The likelihoods of placement positions are usually transformed into the likelihood weight ratio. For a given query sequence, those values sum up to 1.0 for all branches of the tree. They can thus be seen as a probability distribution of possible placement positions on the tree.

epa_placement.png
Placement positions for one query sequence.

The set of placements for a query sequence is called a Pquery. It contains a name (usually, that is the name of the original query sequence) and the placements with their features (e.g., an ID of the edge where the placement is located, its likelihood, etc.). See [3] for details.

Samples

Genesis has classes and functions to work with all relevant data of evolutionary placement. This tutorial focuses on the actual placement data, that is, Pqueries with their placement positions.

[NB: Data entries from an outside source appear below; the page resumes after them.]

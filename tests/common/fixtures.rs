//! Shared texts and builders for integration tests.

use std::path::Path;

use consistency::nli::MockPredictor;
use consistency::scoring::{ZeroShotConfig, ZeroShotScorer};

pub const DOCUMENT: &str =
    "Jeff joined Microsoft in 1992 to lead corporate developer evangelism for Windows NT.";
pub const SUMMARY: &str = "Jeff joined Microsoft in 1992.";
pub const SHORT_SUMMARY: &str = "Jeff joined Microsoft.";

pub const REPORT: &str = "The city council approved the new transit plan on Tuesday. \
    The plan adds three bus routes in the northern districts. \
    Funding comes from a regional infrastructure grant.\n\n\
    Construction is expected to begin next spring. \
    Officials said fares will not change during the first year.";

pub const REPORT_SUMMARY: &str = "The council approved a transit plan with three new bus routes. \
    Fares will rise immediately. \
    Work starts next spring.";

/// Fixed raw distribution in `vitc` index order (entailment, contradiction, neutral).
pub fn constant_predictor(probs: [f32; 3]) -> MockPredictor {
    MockPredictor::scripted(move |_, _| probs)
}

/// Entails units sharing a keyword with the premise, contradicts units mentioning fares rising.
pub fn keyword_predictor() -> MockPredictor {
    MockPredictor::scripted(|premise, hypothesis| {
        let premise = premise.to_lowercase();
        let hypothesis = hypothesis.to_lowercase();
        if hypothesis.contains("rise") && premise.contains("fares") {
            [0.05, 0.9, 0.05]
        } else if ["bus", "spring", "council"]
            .iter()
            .any(|k| premise.contains(k) && hypothesis.contains(k))
        {
            [0.85, 0.05, 0.1]
        } else {
            [0.2, 0.1, 0.7]
        }
    })
}

pub fn zero_shot_config(model: &str, granularity: &str, cache_dir: &Path) -> ZeroShotConfig {
    let mut config = ZeroShotConfig::new(model, granularity).expect("valid zero-shot config");
    config.imager.cache_dir = cache_dir.to_path_buf();
    config
}

pub fn zero_shot(config: ZeroShotConfig, predictor: MockPredictor) -> ZeroShotScorer {
    ZeroShotScorer::with_predictor(config, Box::new(predictor)).expect("scorer")
}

See the tutorial pages Tree Basics and Sequence for details on those related topics.

The most important class for evolutionary placement is the Sample. A sample is a representation of a whole jplace file: It stores the reference tree and a set of Pqueries.

To read the data from a jplace file into a Sample, use a JplaceReader:

using namespace genesis::placement;
// Read a jplace file into a Sample object.
Sample sample = JplaceReader().from_file( "path/to/file.jplace" );

Each Pquery contains the Placements of a query sequence, as well as any Names associated with it.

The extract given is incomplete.